PETERBOROUGH, N.H. (CBS) — Boarded up windows and debris in the snow– just part of the aftermath of an expolosion at New Hampshire Ball Bearings.
The blast injured 14 including Kelly Hull who was treated at a local hospital.
“It’s just sore spots on my back from the debris that hit me,” said Hull, who estimates she was about 30 feet from the blast site. “It was inhalation injuries. It was from breathing the debris that was in the air.”
Before her own injuries were looked at, Hull had already helped save a co-worker who was badly burned.
“We just threw snow on her because she was burned…her head, her hands,” said Hull.
Tuesday, investigators were trying to figure out what happened and have narrowed their focus.
“We’re looking at a process where they have an acid room when they work with different chemicals,” said New Hampshire Deputy State Fire Marshal Max Schultz. “We’re in that area taking a look at where the damage is.”
Investigators are interviewing workers who were in the acid room and trying to determine if there were one or two explosions.
There is substantial damage to the first floor windows and walls.
“We will be bringing in structural engineers to go through it, but right now with a quick eyeball it appears the building is structurally sound,” said Peterborough Fire Chief Joseph Lenox.

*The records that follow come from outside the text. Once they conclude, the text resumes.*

use haqei_narrative::NarrativeError;
use thiserror::Error;

pub type Result<T> = std::result::Result<T, QaError>;

#[derive(Error, Debug)]
pub enum QaError {
    #[error("Invalid QA configuration: {0}")]
    Config(String),

    #[error("Failed to parse QA configuration: {0}")]
    ConfigParse(#[from] toml::de::Error),

    #[error("Invalid pattern {pattern:?}: {source}")]
    Pattern {
        pattern: String,
        #[source]
        source: regex::Error,
    },

    #[error(transparent)]
    Narrative(#[from] NarrativeError),

    #[error("IO error: {0}")]
    Io(#[from] std::io::Error),

    #[error("Serialization error: {0}")]
    Serialization(#[from] serde_json::Error),
}

impl QaError {
    pub fn config(msg: impl Into<String>) -> Self {
        Self::Config(msg.into())
    }
}
use serde::{Deserialize, Serialize};

/// One of the eight three-line figures that stack into a hexagram
#[derive(Debug, Clone, Copy, PartialEq, Eq, Hash, Serialize, Deserialize)]
#[serde(rename_all = "snake_case")]
pub enum Trigram {
    Heaven,
    Lake,
    Fire,
    Thunder,
    Wind,
    Water,
    Mountain,
    Earth,
}

impl Trigram {
    pub const ALL: [Trigram; 8] = [
        Trigram::Heaven,
        Trigram::Lake,
        Trigram::Fire,
        Trigram::Thunder,
        Trigram::Wind,
        Trigram::Water,
        Trigram::Mountain,
        Trigram::Earth,
    ];

    /// Lines bottom-to-top, `true` for a solid line
    #[must_use]
    pub const fn lines(self) -> [bool; 3] {
        match self {
            Trigram::Heaven => [true, true, true],
            Trigram::Lake => [true, true, false],
            Trigram::Fire => [true, false, true],
            Trigram::Thunder => [true, false, false],
            Trigram::Wind => [false, true, true],
            Trigram::Water => [false, true, false],
            Trigram::Mountain => [false, false, true],
            Trigram::Earth => [false, false, false],
        }
    }

    /// Image character used in hexagram names (天, 澤, 火, ...)
    #[must_use]
    pub const fn image(self) -> &'static str {
        match self {
            Trigram::Heaven => "天",
            Trigram::Lake => "澤",
            Trigram::Fire => "火",
            Trigram::Thunder => "雷",
            Trigram::Wind => "風",
            Trigram::Water => "水",
            Trigram::Mountain => "山",
            Trigram::Earth => "地",
        }
    }
}
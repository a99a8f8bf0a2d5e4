use crate::coverage::{BundleCoverage, CoverageReport};
use crate::duplication::{DuplicationIssue, DuplicationReport};
use crate::style::{StyleIssue, StyleReport};
use crate::table::TableReport;
use haqei_iching::TableIssue;

/// Rows shown per findings table
const MAX_ROWS: usize = 50;

pub fn render_coverage_report(report: &CoverageReport, bundles: Option<&BundleCoverage>) -> String {
    let mut md = String::new();
    md.push_str("# Narrative coverage report\n\n");
    md.push_str(&format!("- Expected: `{}`\n", report.expected));
    md.push_str(&format!(
        "- Present: `{}` ({} authored, {} placeholders)\n",
        report.present,
        report.authored(),
        report.placeholders
    ));
    md.push_str(&format!("- Missing: `{}`\n", report.missing));
    md.push_str(&format!("- Coverage: `{:.2}%`\n\n", report.percentage));

    if !report.missing_sample.is_empty() {
        md.push_str("## Missing keys (sample)\n\n");
        for key in &report.missing_sample {
            md.push_str(&format!("- `{}`\n", escape_cell(key)));
        }
        md.push('\n');
    }

    if let Some(bundles) = bundles {
        md.push_str("## Bundles\n\n");
        md.push_str(&format!(
            "- Items: `{}` / `{}`\n",
            bundles.total_items,
            BundleCoverage::expected_items()
        ));
        md.push_str(&format!("- Files read: `{}`\n", bundles.items.len()));
        md.push_str(&format!(
            "- Missing files: {}\n",
            list_or_none(bundles.missing_files.iter().map(ToString::to_string))
        ));
        md.push_str(&format!(
            "- Incomplete: {}\n",
            list_or_none(
                bundles
                    .incomplete
                    .iter()
                    .map(|id| format!("{id} ({})", bundles.items.get(id).copied().unwrap_or(0)))
            )
        ));
        if !bundles.invalid.is_empty() {
            md.push_str("\n| file | error |\n");
            md.push_str("|---|---|\n");
            for invalid in &bundles.invalid {
                md.push_str(&format!(
                    "| `{}` | {} |\n",
                    invalid.file,
                    escape_cell(&truncate_one_line(&invalid.error, 120))
                ));
            }
        }
        md.push('\n');
    }

    md
}

pub fn render_duplication_report(report: &DuplicationReport) -> String {
    let mut md = String::new();
    md.push_str("# Narrative duplication report\n\n");
    md.push_str(&format!("- Checked: `{}`\n", report.checked));
    md.push_str(&format!("- Placeholders skipped: `{}`\n", report.skipped_placeholders));
    md.push_str(&format!("- Findings: `{}`\n\n", report.findings.len()));

    if report.findings.is_empty() {
        return md;
    }

    md.push_str("| key | variant | finding | score |\n");
    md.push_str("|---|---|---|---:|\n");
    for finding in report.findings.iter().take(MAX_ROWS) {
        let (what, score) = match &finding.issue {
            DuplicationIssue::HeadlineRepeatsFinal { similarity } => {
                ("headline ≈ final".to_string(), format!("{similarity:.3}"))
            }
            DuplicationIssue::StagesOverlap { a, b, similarity } => (
                format!("{} ≈ {}", a.as_str(), b.as_str()),
                format!("{similarity:.3}"),
            ),
            DuplicationIssue::ShortHeadline { chars, min } => {
                (format!("headline {chars} < {min} chars"), "-".to_string())
            }
        };
        md.push_str(&format!(
            "| `{}` | {} | {} | `{}` |\n",
            escape_cell(&finding.key),
            if finding.easy { "easy" } else { "default" },
            what,
            score
        ));
    }
    push_truncation_note(&mut md, report.findings.len());
    md
}

pub fn render_style_report(report: &StyleReport) -> String {
    let mut md = String::new();
    md.push_str("# Line-state style report\n\n");
    md.push_str(&format!("- Checked: `{}`\n", report.checked));
    md.push_str(&format!("- Failing rows: `{}`\n", report.failing_rows()));
    md.push_str(&format!("- Findings: `{}`\n\n", report.findings.len()));

    if report.findings.is_empty() {
        return md;
    }

    md.push_str("| name | finding |\n");
    md.push_str("|---|---|\n");
    for finding in report.findings.iter().take(MAX_ROWS) {
        let what = match &finding.issue {
            StyleIssue::TerminatorCount { count } => format!("{count} terminators (expected 1)"),
            StyleIssue::TerminatorNotAtEnd => "terminator not at end".to_string(),
            StyleIssue::TooShort { chars, min } => format!("{chars} chars < {min}"),
            StyleIssue::TooLong { chars, max } => format!("{chars} chars > {max}"),
            StyleIssue::BannedSequence { sequence } => format!("banned `{sequence}`"),
            StyleIssue::ArchaicWord { word } => format!("archaic word `{word}`"),
            StyleIssue::ArchaicPattern { matched, .. } => format!("archaic phrasing `{matched}`"),
        };
        md.push_str(&format!(
            "| `{}` | {} |\n",
            escape_cell(&finding.name),
            escape_cell(&what)
        ));
    }
    push_truncation_note(&mut md, report.findings.len());
    md
}

pub fn render_table_report(report: &TableReport) -> String {
    let mut md = String::new();
    md.push_str("# Transform table report\n\n");
    md.push_str(&format!("- Edges: `{}`\n", report.edges));
    md.push_str(&format!("- Involution: `{}`\n", report.involution));
    md.push_str(&format!("- Issues: `{}`\n\n", report.issues.len()));

    for issue in report.issues.iter().take(MAX_ROWS) {
        let line = match issue {
            TableIssue::MissingRow { hexagram } => format!("- hexagram {hexagram}: no row\n"),
            TableIssue::MissingEdge { line } => format!("- {line}: no edge\n"),
            TableIssue::WrongTarget {
                line,
                expected,
                actual,
            } => format!("- {line}: expected {expected}, got {actual}\n"),
        };
        md.push_str(&line);
    }
    md
}

fn push_truncation_note(md: &mut String, total: usize) {
    if total > MAX_ROWS {
        md.push_str(&format!("\n_{} more not shown_\n", total - MAX_ROWS));
    }
}

fn list_or_none(items: impl Iterator<Item = String>) -> String {
    let items: Vec<String> = items.collect();
    if items.is_empty() {
        "none".to_string()
    } else {
        items.join(", ")
    }
}

fn truncate_one_line(text: &str, max_chars: usize) -> String {
    let mut s = text.replace(['\n', '\r', '\t'], " ");
    s = s.split_whitespace().collect::<Vec<_>>().join(" ");
    if s.chars().count() <= max_chars {
        return s;
    }
    let truncated: String = s.chars().take(max_chars.saturating_sub(1)).collect();
    format!("{truncated}…")
}

fn escape_cell(text: &str) -> String {
    text.replace('|', "\\|")
}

For now the building is closed to employees, but company vice president Rich Bardellini won’t say if the workers will be paid while they’re off of work.
“I can’t speak to that at this point,” Bardellini said.
New Hampshire Governor Maggie Hassan, who toured the plant Tuesday, said she hopes the company will pay workers while they are off the job, but says state assistance is available.
Workers who were in the plant at the time of the explosion—still on edge.
“I do feel lucky, I feel nervous, I was shaking last night even hours after it happened,” said Tim Heaphy.
Of the 14 injured, two remain in Boston hospitals for burns and trauma. Everyone else has been released.
WBZ checked state records and found the company was cited for four serious violations between 2005 and 2007 which resulted in informal settlements with OSHA.